A Critical Analysis of Quercetin as the Attractive Target for the Treatment of Parkinson's Disease.

Abstract

Parkinson's Disease (PD) is a multifaceted disorder with various factors suggested to play a synergistic pathophysiological role, such as oxidative stress, autophagy, pro-inflammatory events, and neurotransmitter abnormalities. While it is crucial to discover new treatments in addition to preventing PD, recent studies have focused on determining whether nutraceuticals will exert neuroprotective actions and pharmacological functions in PD. Quercetin, a flavonol-type flavonoid, is found in many fruits and vegetables and is recognised as a complementary therapy for PD. The neuroprotective effect of quercetin is directly associated with its antioxidant activity, in addition to stimulating cellular defence against oxidative stress. Other related mechanisms are activating Sirtuins (SIRT1) and inducing autophagy, in addition to induction of Nrf2-ARE and Paraoxonase 2 (PON2). Quercetin, whose neuroprotective activity has been demonstrated in many studies, unfortunately, has a disadvantage because of its poor water solubility, chemical instability, and low oral bioavailability.

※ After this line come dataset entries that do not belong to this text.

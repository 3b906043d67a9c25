#![allow(dead_code)]

use std::collections::{HashMap, VecDeque};
use std::sync::atomic::{AtomicUsize, Ordering};
use std::sync::{Arc, Mutex};
use std::time::Duration;

use async_trait::async_trait;
use tokio::sync::broadcast;

use limitd_shard::{
    NodeAddress, NodeClient, NodeClientFactory, NodeEvent, QuotaResponse, RecordType, Resolver,
    Result, ShardError, StatusItem, StatusResponse,
};

pub type CallLog = Arc<Mutex<Vec<String>>>;

/// Opt-in log output for debugging test runs (`RUST_LOG=debug`).
pub fn init_tracing() {
    let _ = tracing_subscriber::fmt()
        .with_env_filter(tracing_subscriber::EnvFilter::from_default_env())
        .try_init();
}

fn granted() -> QuotaResponse {
    QuotaResponse { conformant: true, remaining: 9, limit: 10, reset: 0, delayed: None }
}

/// Shared state for a cluster of mock nodes. Acts as the
/// `NodeClientFactory` handed to the shard client and records
/// everything the nodes are asked to do.
#[derive(Default)]
pub struct MockCluster {
    /// Addresses in creation order
    created: Mutex<Vec<String>>,
    /// Every operation invoked on any node
    calls: Mutex<Vec<String>>,
    disconnects: AtomicUsize,
    fail_status_on: Mutex<Vec<String>>,
    status_delays_ms: Mutex<HashMap<String, u64>>,
    ping_delays_ms: Mutex<HashMap<String, u64>>,
    emit_events: bool,
    no_events_on: Mutex<Vec<String>>,
    event_senders: Mutex<HashMap<String, broadcast::Sender<NodeEvent>>>,
    params_seen: Mutex<Vec<toml::Table>>,
}

impl MockCluster {
    pub fn new() -> Arc<Self> {
        Arc::new(Self::default())
    }

    pub fn with_events() -> Arc<Self> {
        Arc::new(Self { emit_events: true, ..Default::default() })
    }

    pub fn created(&self) -> Vec<String> {
        self.created.lock().unwrap().clone()
    }

    pub fn calls(&self) -> Vec<String> {
        self.calls.lock().unwrap().clone()
    }

    pub fn disconnect_count(&self) -> usize {
        self.disconnects.load(Ordering::SeqCst)
    }

    /// Make `status` on the node at `address` fail with `message`.
    pub fn fail_status(&self, address: &str, message: &str) {
        self.fail_status_on
            .lock()
            .unwrap()
            .push(format!("{address}={message}"));
    }

    pub fn set_status_delay(&self, address: &str, ms: u64) {
        self.status_delays_ms
            .lock()
            .unwrap()
            .insert(address.to_string(), ms);
    }

    pub fn set_ping_delay(&self, address: &str, ms: u64) {
        self.ping_delays_ms
            .lock()
            .unwrap()
            .insert(address.to_string(), ms);
    }

    /// Opt the node at `address` out of event emission.
    pub fn disable_events(&self, address: &str) {
        self.no_events_on.lock().unwrap().push(address.to_string());
    }

    /// Event sender for a created node, to fire signals from tests.
    pub fn sender_for(&self, address: &str) -> Option<broadcast::Sender<NodeEvent>> {
        self.event_senders.lock().unwrap().get(address).cloned()
    }

    /// Pass-through connection options received at each creation.
    pub fn params_seen(&self) -> Vec<toml::Table> {
        self.params_seen.lock().unwrap().clone()
    }

    fn status_failure(&self, address: &str) -> Option<String> {
        self.fail_status_on
            .lock()
            .unwrap()
            .iter()
            .find_map(|entry| {
                entry
                    .strip_prefix(address)
                    .and_then(|rest| rest.strip_prefix('='))
                    .map(str::to_string)
            })
    }
}

/// Newtype handle so the foreign `NodeClientFactory` trait can be
/// implemented for a shared `MockCluster` (orphan rule forbids
/// implementing it for `Arc<MockCluster>` directly).
pub struct MockFactory(pub Arc<MockCluster>);

impl NodeClientFactory for MockFactory {
    fn create(&self, address: &NodeAddress, params: &toml::Table) -> Arc<dyn NodeClient> {
        let cluster = &self.0;
        let rendered = address.to_string();
        cluster.created.lock().unwrap().push(rendered.clone());
        cluster.params_seen.lock().unwrap().push(params.clone());

        let events = if cluster.emit_events
            && !cluster.no_events_on.lock().unwrap().contains(&rendered)
        {
            let (tx, _) = broadcast::channel(16);
            cluster
                .event_senders
                .lock()
                .unwrap()
                .insert(rendered.clone(), tx.clone());
            Some(tx)
        } else {
            None
        };

        Arc::new(MockNode { address: rendered, cluster: Arc::clone(cluster), events })
    }
}

pub struct MockNode {
    address: String,
    cluster: Arc<MockCluster>,
    events: Option<broadcast::Sender<NodeEvent>>,
}

impl MockNode {
    fn record(&self, op: &str, bucket_type: &str, key: &str, count: Option<u64>) {
        self.cluster.calls.lock().unwrap().push(format!(
            "{op} {bucket_type}:{key} count={count:?} @ {}",
            self.address
        ));
    }
}

#[async_trait]
impl NodeClient for MockNode {
    async fn reset(
        &self,
        bucket_type: &str,
        key: &str,
        count: Option<u64>,
    ) -> Result<QuotaResponse> {
        self.record("reset", bucket_type, key, count);
        Ok(granted())
    }

    async fn put(&self, bucket_type: &str, key: &str, count: Option<u64>) -> Result<QuotaResponse> {
        self.record("put", bucket_type, key, count);
        Ok(granted())
    }

    async fn take(
        &self,
        bucket_type: &str,
        key: &str,
        count: Option<u64>,
    ) -> Result<QuotaResponse> {
        self.record("take", bucket_type, key, count);
        Ok(granted())
    }

    async fn wait(
        &self,
        bucket_type: &str,
        key: &str,
        count: Option<u64>,
    ) -> Result<QuotaResponse> {
        self.record("wait", bucket_type, key, count);
        Ok(granted())
    }

    async fn status(&self, bucket_type: &str, prefix: &str) -> Result<StatusResponse> {
        let delay = self
            .cluster
            .status_delays_ms
            .lock()
            .unwrap()
            .get(&self.address)
            .copied()
            .unwrap_or(0);
        if delay > 0 {
            tokio::time::sleep(Duration::from_millis(delay)).await;
        }

        self.cluster
            .calls
            .lock()
            .unwrap()
            .push(format!("status {bucket_type} {prefix} @ {}", self.address));

        if let Some(message) = self.cluster.status_failure(&self.address) {
            return Err(ShardError::Node(message));
        }

        Ok(StatusResponse {
            items: vec![
                StatusItem { key: format!("item1-from-{}", self.address), remaining: 5, limit: 10 },
                StatusItem { key: format!("item2-from-{}", self.address), remaining: 3, limit: 10 },
            ],
        })
    }

    async fn ping(&self) -> Result<()> {
        let delay = self
            .cluster
            .ping_delays_ms
            .lock()
            .unwrap()
            .get(&self.address)
            .copied()
            .unwrap_or(0);
        if delay > 0 {
            tokio::time::sleep(Duration::from_millis(delay)).await;
        }
        self.cluster
            .calls
            .lock()
            .unwrap()
            .push(format!("ping @ {}", self.address));
        Ok(())
    }

    fn disconnect(&self) {
        self.cluster.disconnects.fetch_add(1, Ordering::SeqCst);
    }

    fn subscribe(&self) -> Option<broadcast::Receiver<NodeEvent>> {
        self.events.as_ref().map(|tx| tx.subscribe())
    }
}

/// Resolver that replays a scripted sequence of responses; once the
/// script is exhausted the last response repeats.
pub struct ScriptedResolver {
    responses: Mutex<VecDeque<std::result::Result<Vec<String>, String>>>,
    last: Mutex<Option<std::result::Result<Vec<String>, String>>>,
    calls: Arc<Mutex<Vec<(String, String)>>>,
}

impl ScriptedResolver {
    pub fn new(responses: Vec<std::result::Result<Vec<String>, String>>) -> Self {
        Self {
            responses: Mutex::new(responses.into_iter().collect()),
            last: Mutex::new(None),
            calls: Arc::new(Mutex::new(Vec::new())),
        }
    }

    /// Handle to the (address, record type) log, usable after the
    /// resolver has been moved into the shard client.
    pub fn call_log(&self) -> Arc<Mutex<Vec<(String, String)>>> {
        Arc::clone(&self.calls)
    }
}

#[async_trait]
impl Resolver for ScriptedResolver {
    async fn resolve(&self, address: &str, record: RecordType) -> Result<Vec<String>> {
        self.calls
            .lock()
            .unwrap()
            .push((address.to_string(), format!("{record:?}")));

        let next = self.responses.lock().unwrap().pop_front();
        let response = match next {
            Some(r) => {
                *self.last.lock().unwrap() = Some(r.clone());
                r
            }
            None => self
                .last
                .lock()
                .unwrap()
                .clone()
                .unwrap_or_else(|| Err("resolver script exhausted".to_string())),
        };

        response.map_err(ShardError::Discovery)
    }
}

It has been reported that the disadvantages of quercetin have been eliminated with nanocarriers loaded with quercetin. The role of nanotechnology and nanodelivery systems in reducing oxidative stress during PD provides an indisputable advantage. Accordingly, the present review aims to shed light on quercetin's beneficial effects and underlying mechanisms in neuroprotection. In addition, the contribution of nanodelivery systems to the neuroprotective effect of quercetin is also discussed.